System Design: Multi-Tenant Calendar at Massive Scale
You are designing a multi-tenant calendar platform used by hundreds of millions of users across organizations. Assume a cloud deployment with multiple regions and mobile/web clients. Design for privacy-preserving sharing across tenants, enterprise admin controls, and interoperability with external calendars.
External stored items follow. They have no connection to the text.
use crate::{
  block::{ALIGNMENT, Block, FreeBlock},
  error::Violation,
  heap::{FIRST_BLOCK, Heap},
  region::HeapRegion,
};

use super::{Entry, FreeList};

/// Where an implicit scan starts.
#[derive(Debug, Clone, Copy, Default, PartialEq, Eq)]
pub enum Fit {
  /// Always from the first block. Best space utilisation of the two.
  #[default]
  First,
  /// From the block the previous search returned, wrapping around once.
  /// Faster on workloads that allocate in address order, at some cost in
  /// fragmentation.
  Next,
}

/// No index at all: a block is free if its header says so, and finding one
/// means walking the heap block by block.
///
/// Free blocks only need a header and a footer here, so the minimum block is
/// 16 bytes instead of 32.
#[derive(Debug, Default)]
pub struct ImplicitList {
  fit: Fit,
  rover: Option<usize>,
}

impl ImplicitList {
  pub fn new() -> Self {
    Self::default()
  }

  pub fn next_fit() -> Self {
    Self {
      fit: Fit::Next,
      rover: None,
    }
  }

  pub fn fit(&self) -> Fit {
    self.fit
  }

  /// Scans `[from, to)` in address order.
  fn scan<R: HeapRegion>(
    heap: &Heap<R>,
    from: usize,
    to: usize,
    min_size: usize,
  ) -> Option<FreeBlock> {
    let mut cursor = from;
    while cursor < to {
      if let Block::Free(block) = heap.block(cursor) {
        if heap.size_of(cursor) >= min_size {
          return Some(block);
        }
      }
      cursor = heap.next_block(cursor);
    }
    None
  }
}

impl FreeList for ImplicitList {
  const MIN_BLOCK_SIZE: usize = ALIGNMENT;

  fn insert<R: HeapRegion>(
    &mut self,
    _heap: &mut Heap<R>,
    _block: FreeBlock,
  ) {
  }

  fn remove<R: HeapRegion>(
    &mut self,
    _heap: &mut Heap<R>,
    _block: FreeBlock,
  ) {
  }

  fn find<R: HeapRegion>(
    &mut self,
    heap: &Heap<R>,
    min_size: usize,
  ) -> Option<FreeBlock> {
    let end = heap.epilogue();

    match self.fit {
      Fit::First => Self::scan(heap, FIRST_BLOCK, end, min_size),
      Fit::Next => {
        let start = self
          .rover
          .filter(|&rover| heap.contains_block(rover))
          .unwrap_or(FIRST_BLOCK);

        let found = Self::scan(heap, start, end, min_size)
          .or_else(|| Self::scan(heap, FIRST_BLOCK, start, min_size));
        if let Some(block) = found {
          self.rover = Some(block.offset());
        }
        found
      }
    }
  }

  fn merged(
    &mut self,
    start: usize,
    size: usize,
  ) {
    // The rover must stay on a block boundary.
    if let Some(rover) = self.rover {
      if rover > start && rover < start + size {
        self.rover = Some(start);
      }
    }
  }

  fn entries<R: HeapRegion>(
    &self,
    heap: &Heap<R>,
  ) -> Result<Vec<Entry>, Violation> {
    Ok(
      heap
        .blocks()
        .filter(|info| !info.allocated)
        .map(|info| Entry {
          block: FreeBlock::at(info.offset),
          class: 0,
        })
        .collect(),
    )
  }
}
Core Functional Requirements
-
Events: create, update, delete; single and all-day events; locations, attachments, notes.
-
Attendees: internal users, external emails, groups; organizer vs. attendee roles; RSVP states.
-
Invitations: send, accept/decline/tentative; tracking.
-
Reminders/Notifications: email/push/SMS at configured offsets.
-
Recurrence: RFC 5545 RRULE support (FREQ, INTERVAL, BYDAY, COUNT, UNTIL), exceptions (EXDATE), overrides (instance-level changes).
-
Time zones: store canonical TZ identifiers; DST-safe; local/UTC handling.
-
Shared calendars: personal calendars, team calendars; subscription to others; free-busy visibility.
-
Access control: owner/editor/reader/free-busy-only; tenant boundaries; audit.
Non-Functional Goals
-
Low latency: P50 < 100 ms for reads, P95 < 300 ms globally.
-
Availability: ≥ 99.99% for critical reads; graceful degradation for search.
-
Consistency: strong within a shard for event writes; eventual for search/notifications.
-
Cost efficiency: hot vs. cold storage tiers; precomputation windowing; caching.
Deliverables
-
APIs: REST/gRPC for CRUD on calendars/events, list in time range, invite/RSVP, search (text/attendees/time), manage shares. Include idempotency, pagination, filtering, rate limiting.
-
Data model: Relational schemas (Users, Calendars, CalendarMembers, Events, Attendees, RecurrenceRules, EventExceptions/Overrides, Reminders). Keys, indexes, constraints. Representation of recurrence and time zones. Soft deletes and audit.
-
SQL:
-
List visible events for a user between [start, end].
-
Detect time conflicts for a candidate event.
-
Materialize a single occurrence from RRULE + exceptions.
-
Search by attendee and keyword with proper indexes.
-
Scalability/storage: Partitioning/sharding, secondary indexes, caching (read-through for instances), search indexing, background expansion vs. on-the-fly.
-
Consistency/concurrency: concurrent edits, idempotent retries, outbox pattern, eventual consistency for search/notifications, DR/backups, GDPR/retention.
-
Notifications/integrations: reminder delivery, ICS import/export, external calendar sync, abuse prevention and quotas.
-
Database choices: When to use relational vs. document vs. time-series; justify primary store and any polyglot components.